> **THE TASK**:
For this exercise, output every line of the data as it stands.

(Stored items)
+ + + + +

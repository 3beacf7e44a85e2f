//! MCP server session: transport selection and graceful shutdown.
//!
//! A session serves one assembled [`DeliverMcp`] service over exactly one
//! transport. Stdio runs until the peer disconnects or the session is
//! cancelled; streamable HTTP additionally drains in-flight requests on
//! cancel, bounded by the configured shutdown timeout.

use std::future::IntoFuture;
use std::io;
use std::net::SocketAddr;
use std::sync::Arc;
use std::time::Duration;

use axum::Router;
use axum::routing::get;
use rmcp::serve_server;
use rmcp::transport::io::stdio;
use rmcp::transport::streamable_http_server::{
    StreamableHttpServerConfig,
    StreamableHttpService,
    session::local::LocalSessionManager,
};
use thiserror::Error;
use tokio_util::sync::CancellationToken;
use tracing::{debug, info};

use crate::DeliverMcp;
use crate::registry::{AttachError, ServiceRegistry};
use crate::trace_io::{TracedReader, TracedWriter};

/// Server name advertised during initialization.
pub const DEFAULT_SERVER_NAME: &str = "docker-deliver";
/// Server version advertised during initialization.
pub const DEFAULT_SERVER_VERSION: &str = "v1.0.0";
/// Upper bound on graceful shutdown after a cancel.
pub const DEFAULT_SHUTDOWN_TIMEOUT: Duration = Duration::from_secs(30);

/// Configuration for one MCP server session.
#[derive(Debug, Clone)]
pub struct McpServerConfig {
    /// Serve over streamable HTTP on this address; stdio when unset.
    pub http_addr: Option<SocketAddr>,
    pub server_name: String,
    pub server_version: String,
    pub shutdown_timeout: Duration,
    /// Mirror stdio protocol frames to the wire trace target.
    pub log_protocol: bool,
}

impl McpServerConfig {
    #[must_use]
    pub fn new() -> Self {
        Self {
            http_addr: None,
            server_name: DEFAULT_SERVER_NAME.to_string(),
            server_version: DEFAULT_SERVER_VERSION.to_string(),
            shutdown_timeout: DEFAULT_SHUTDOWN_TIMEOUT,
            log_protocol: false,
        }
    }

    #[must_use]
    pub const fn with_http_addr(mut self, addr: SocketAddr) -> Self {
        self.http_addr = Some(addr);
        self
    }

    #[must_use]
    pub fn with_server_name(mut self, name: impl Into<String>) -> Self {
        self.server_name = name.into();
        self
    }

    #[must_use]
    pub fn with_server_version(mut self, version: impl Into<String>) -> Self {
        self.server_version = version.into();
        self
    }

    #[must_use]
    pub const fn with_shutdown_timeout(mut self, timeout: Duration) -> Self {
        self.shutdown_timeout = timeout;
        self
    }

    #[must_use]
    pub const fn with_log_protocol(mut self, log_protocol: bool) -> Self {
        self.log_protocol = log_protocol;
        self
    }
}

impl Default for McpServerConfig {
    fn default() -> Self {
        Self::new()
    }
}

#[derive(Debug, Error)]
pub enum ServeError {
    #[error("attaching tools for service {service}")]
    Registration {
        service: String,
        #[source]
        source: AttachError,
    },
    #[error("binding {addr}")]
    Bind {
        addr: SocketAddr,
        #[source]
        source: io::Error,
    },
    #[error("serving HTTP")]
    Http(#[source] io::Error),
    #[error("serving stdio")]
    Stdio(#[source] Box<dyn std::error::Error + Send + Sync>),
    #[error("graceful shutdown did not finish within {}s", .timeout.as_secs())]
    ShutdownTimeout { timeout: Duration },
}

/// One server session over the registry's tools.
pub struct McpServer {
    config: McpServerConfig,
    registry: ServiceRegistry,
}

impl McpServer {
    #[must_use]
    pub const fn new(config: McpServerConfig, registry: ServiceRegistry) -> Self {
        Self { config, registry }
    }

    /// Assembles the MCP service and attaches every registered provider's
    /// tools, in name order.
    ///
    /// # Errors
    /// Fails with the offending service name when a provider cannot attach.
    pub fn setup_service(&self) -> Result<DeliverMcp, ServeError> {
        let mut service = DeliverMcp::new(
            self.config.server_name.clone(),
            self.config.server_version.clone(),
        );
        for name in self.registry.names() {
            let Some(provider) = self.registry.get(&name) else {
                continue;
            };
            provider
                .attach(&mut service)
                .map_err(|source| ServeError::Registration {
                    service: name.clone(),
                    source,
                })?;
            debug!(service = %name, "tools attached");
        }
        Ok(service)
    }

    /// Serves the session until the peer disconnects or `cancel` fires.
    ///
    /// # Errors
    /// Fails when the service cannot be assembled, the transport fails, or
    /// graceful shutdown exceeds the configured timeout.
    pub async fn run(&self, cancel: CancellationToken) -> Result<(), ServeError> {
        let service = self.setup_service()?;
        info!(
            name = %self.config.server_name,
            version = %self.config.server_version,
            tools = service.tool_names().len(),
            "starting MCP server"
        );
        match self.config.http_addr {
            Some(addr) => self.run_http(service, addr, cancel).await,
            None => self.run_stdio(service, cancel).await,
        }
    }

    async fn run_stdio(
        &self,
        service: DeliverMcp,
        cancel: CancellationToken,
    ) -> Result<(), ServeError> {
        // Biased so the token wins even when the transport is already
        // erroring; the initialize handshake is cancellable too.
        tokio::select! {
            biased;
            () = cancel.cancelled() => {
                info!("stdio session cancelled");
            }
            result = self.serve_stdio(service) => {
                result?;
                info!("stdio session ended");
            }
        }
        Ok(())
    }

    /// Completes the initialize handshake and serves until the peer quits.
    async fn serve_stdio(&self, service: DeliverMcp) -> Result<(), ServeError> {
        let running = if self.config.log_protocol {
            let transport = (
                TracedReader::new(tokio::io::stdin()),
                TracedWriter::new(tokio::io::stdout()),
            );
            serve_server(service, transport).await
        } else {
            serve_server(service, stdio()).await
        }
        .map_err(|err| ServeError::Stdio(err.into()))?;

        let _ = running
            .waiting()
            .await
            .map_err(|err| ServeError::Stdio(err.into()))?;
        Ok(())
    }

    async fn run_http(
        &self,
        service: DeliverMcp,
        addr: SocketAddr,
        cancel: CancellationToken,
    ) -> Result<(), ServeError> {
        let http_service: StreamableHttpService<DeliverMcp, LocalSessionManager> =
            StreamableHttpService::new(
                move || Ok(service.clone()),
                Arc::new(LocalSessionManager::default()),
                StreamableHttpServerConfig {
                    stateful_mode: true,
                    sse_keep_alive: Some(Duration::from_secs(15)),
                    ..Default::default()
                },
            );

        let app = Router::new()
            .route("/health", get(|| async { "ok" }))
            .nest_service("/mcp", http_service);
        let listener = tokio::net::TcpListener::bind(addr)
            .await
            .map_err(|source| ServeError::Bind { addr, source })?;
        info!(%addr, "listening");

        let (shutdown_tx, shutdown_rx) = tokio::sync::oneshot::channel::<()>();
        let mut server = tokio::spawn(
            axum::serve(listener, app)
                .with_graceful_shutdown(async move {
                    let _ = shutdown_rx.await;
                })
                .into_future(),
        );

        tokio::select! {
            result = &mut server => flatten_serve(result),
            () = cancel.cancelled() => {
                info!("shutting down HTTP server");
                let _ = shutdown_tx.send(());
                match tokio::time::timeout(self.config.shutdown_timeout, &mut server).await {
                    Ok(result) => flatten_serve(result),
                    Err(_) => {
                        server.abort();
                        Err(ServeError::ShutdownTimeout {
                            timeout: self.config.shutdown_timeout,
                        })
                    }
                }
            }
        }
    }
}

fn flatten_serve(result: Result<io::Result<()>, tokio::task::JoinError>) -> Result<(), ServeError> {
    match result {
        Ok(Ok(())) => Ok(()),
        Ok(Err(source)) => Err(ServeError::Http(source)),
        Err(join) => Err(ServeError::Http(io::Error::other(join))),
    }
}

+ + + + +

> **ANSWER BELOW**:
repository 3beacf7e44a85e2f
//! MCP server session: transport selection and graceful shutdown.
//!
//! A session serves one assembled [`DeliverMcp`] service over exactly one
//! transport. Stdio runs until the peer disconnects or the session is
//! cancelled; streamable HTTP additionally drains in-flight requests on
//! cancel, bounded by the configured shutdown timeout.

use std::future::IntoFuture;
use std::io;
use std::net::SocketAddr;
use std::sync::Arc;
use std::time::Duration;

use axum::Router;
use axum::routing::get;
use rmcp::serve_server;
use rmcp::transport::io::stdio;
use rmcp::transport::streamable_http_server::{
    StreamableHttpServerConfig,
    StreamableHttpService,
    session::local::LocalSessionManager,
};
use thiserror::Error;
use tokio_util::sync::CancellationToken;
use tracing::{debug, info};

use crate::DeliverMcp;
use crate::registry::{AttachError, ServiceRegistry};
use crate::trace_io::{TracedReader, TracedWriter};

/// Server name advertised during initialization.
pub const DEFAULT_SERVER_NAME: &str = "docker-deliver";
/// Server version advertised during initialization.
pub const DEFAULT_SERVER_VERSION: &str = "v1.0.0";
/// Upper bound on graceful shutdown after a cancel.
pub const DEFAULT_SHUTDOWN_TIMEOUT: Duration = Duration::from_secs(30);

/// Configuration for one MCP server session.
#[derive(Debug, Clone)]
pub struct McpServerConfig {
    /// Serve over streamable HTTP on this address; stdio when unset.
    pub http_addr: Option<SocketAddr>,
    pub server_name: String,
    pub server_version: String,
    pub shutdown_timeout: Duration,
    /// Mirror stdio protocol frames to the wire trace target.
    pub log_protocol: bool,
}

impl McpServerConfig {
    #[must_use]
    pub fn new() -> Self {
        Self {
            http_addr: None,
            server_name: DEFAULT_SERVER_NAME.to_string(),
            server_version: DEFAULT_SERVER_VERSION.to_string(),
            shutdown_timeout: DEFAULT_SHUTDOWN_TIMEOUT,
            log_protocol: false,
        }
    }

    #[must_use]
    pub const fn with_http_addr(mut self, addr: SocketAddr) -> Self {
        self.http_addr = Some(addr);
        self
    }

    #[must_use]
    pub fn with_server_name(mut self, name: impl Into<String>) -> Self {
        self.server_name = name.into();
        self
    }

    #[must_use]
    pub fn with_server_version(mut self, version: impl Into<String>) -> Self {
        self.server_version = version.into();
        self
    }

    #[must_use]
    pub const fn with_shutdown_timeout(mut self, timeout: Duration) -> Self {
        self.shutdown_timeout = timeout;
        self
    }

    #[must_use]
    pub const fn with_log_protocol(mut self, log_protocol: bool) -> Self {
        self.log_protocol = log_protocol;
        self
    }
}

impl Default for McpServerConfig {
    fn default() -> Self {
        Self::new()
    }
}

#[derive(Debug, Error)]
pub enum ServeError {
    #[error("attaching tools for service {service}")]
    Registration {
        service: String,
        #[source]
        source: AttachError,
    },
    #[error("binding {addr}")]
    Bind {
        addr: SocketAddr,
        #[source]
        source: io::Error,
    },
    #[error("serving HTTP")]
    Http(#[source] io::Error),
    #[error("serving stdio")]
    Stdio(#[source] Box<dyn std::error::Error + Send + Sync>),
    #[error("graceful shutdown did not finish within {}s", .timeout.as_secs())]
    ShutdownTimeout { timeout: Duration },
}

/// One server session over the registry's tools.
pub struct McpServer {
    config: McpServerConfig,
    registry: ServiceRegistry,
}

impl McpServer {
    #[must_use]
    pub const fn new(config: McpServerConfig, registry: ServiceRegistry) -> Self {
        Self { config, registry }
    }

    /// Assembles the MCP service and attaches every registered provider's
    /// tools, in name order.
    ///
    /// # Errors
    /// Fails with the offending service name when a provider cannot attach.
    pub fn setup_service(&self) -> Result<DeliverMcp, ServeError> {
        let mut service = DeliverMcp::new(
            self.config.server_name.clone(),
            self.config.server_version.clone(),
        );
        for name in self.registry.names() {
            let Some(provider) = self.registry.get(&name) else {
                continue;
            };
            provider
                .attach(&mut service)
                .map_err(|source| ServeError::Registration {
                    service: name.clone(),
                    source,
                })?;
            debug!(service = %name, "tools attached");
        }
        Ok(service)
    }

    /// Serves the session until the peer disconnects or `cancel` fires.
    ///
    /// # Errors
    /// Fails when the service cannot be assembled, the transport fails, or
    /// graceful shutdown exceeds the configured timeout.
    pub async fn run(&self, cancel: CancellationToken) -> Result<(), ServeError> {
        let service = self.setup_service()?;
        info!(
            name = %self.config.server_name,
            version = %self.config.server_version,
            tools = service.tool_names().len(),
            "starting MCP server"
        );
        match self.config.http_addr {
            Some(addr) => self.run_http(service, addr, cancel).await,
            None => self.run_stdio(service, cancel).await,
        }
    }

    async fn run_stdio(
        &self,
        service: DeliverMcp,
        cancel: CancellationToken,
    ) -> Result<(), ServeError> {
        // Biased so the token wins even when the transport is already
        // erroring; the initialize handshake is cancellable too.
        tokio::select! {
            biased;
            () = cancel.cancelled() => {
                info!("stdio session cancelled");
            }
            result = self.serve_stdio(service) => {
                result?;
                info!("stdio session ended");
            }
        }
        Ok(())
    }

    /// Completes the initialize handshake and serves until the peer quits.
    async fn serve_stdio(&self, service: DeliverMcp) -> Result<(), ServeError> {
        let running = if self.config.log_protocol {
            let transport = (
                TracedReader::new(tokio::io::stdin()),
                TracedWriter::new(tokio::io::stdout()),
            );
            serve_server(service, transport).await
        } else {
            serve_server(service, stdio()).await
        }
        .map_err(|err| ServeError::Stdio(err.into()))?;

        let _ = running
            .waiting()
            .await
            .map_err(|err| ServeError::Stdio(err.into()))?;
        Ok(())
    }

    async fn run_http(
        &self,
        service: DeliverMcp,
        addr: SocketAddr,
        cancel: CancellationToken,
    ) -> Result<(), ServeError> {
        let http_service: StreamableHttpService<DeliverMcp, LocalSessionManager> =
            StreamableHttpService::new(
                move || Ok(service.clone()),
                Arc::new(LocalSessionManager::default()),
                StreamableHttpServerConfig {
                    stateful_mode: true,
                    sse_keep_alive: Some(Duration::from_secs(15)),
                    ..Default::default()
                },
            );

        let app = Router::new()
            .route("/health", get(|| async { "ok" }))
            .nest_service("/mcp", http_service);
        let listener = tokio::net::TcpListener::bind(addr)
            .await
            .map_err(|source| ServeError::Bind { addr, source })?;
        info!(%addr, "listening");

        let (shutdown_tx, shutdown_rx) = tokio::sync::oneshot::channel::<()>();
        let mut server = tokio::spawn(
            axum::serve(listener, app)
                .with_graceful_shutdown(async move {
                    let _ = shutdown_rx.await;
                })
                .into_future(),
        );

        tokio::select! {
            result = &mut server => flatten_serve(result),
            () = cancel.cancelled() => {
                info!("shutting down HTTP server");
                let _ = shutdown_tx.send(());
                match tokio::time::timeout(self.config.shutdown_timeout, &mut server).await {
                    Ok(result) => flatten_serve(result),
                    Err(_) => {
                        server.abort();
                        Err(ServeError::ShutdownTimeout {
                            timeout: self.config.shutdown_timeout,
                        })
                    }
                }
            }
        }
    }
}

fn flatten_serve(result: Result<io::Result<()>, tokio::task::JoinError>) -> Result<(), ServeError> {
    match result {
        Ok(Ok(())) => Ok(()),
        Ok(Err(source)) => Err(ServeError::Http(source)),
        Err(join) => Err(ServeError::Http(io::Error::other(join))),
    }
}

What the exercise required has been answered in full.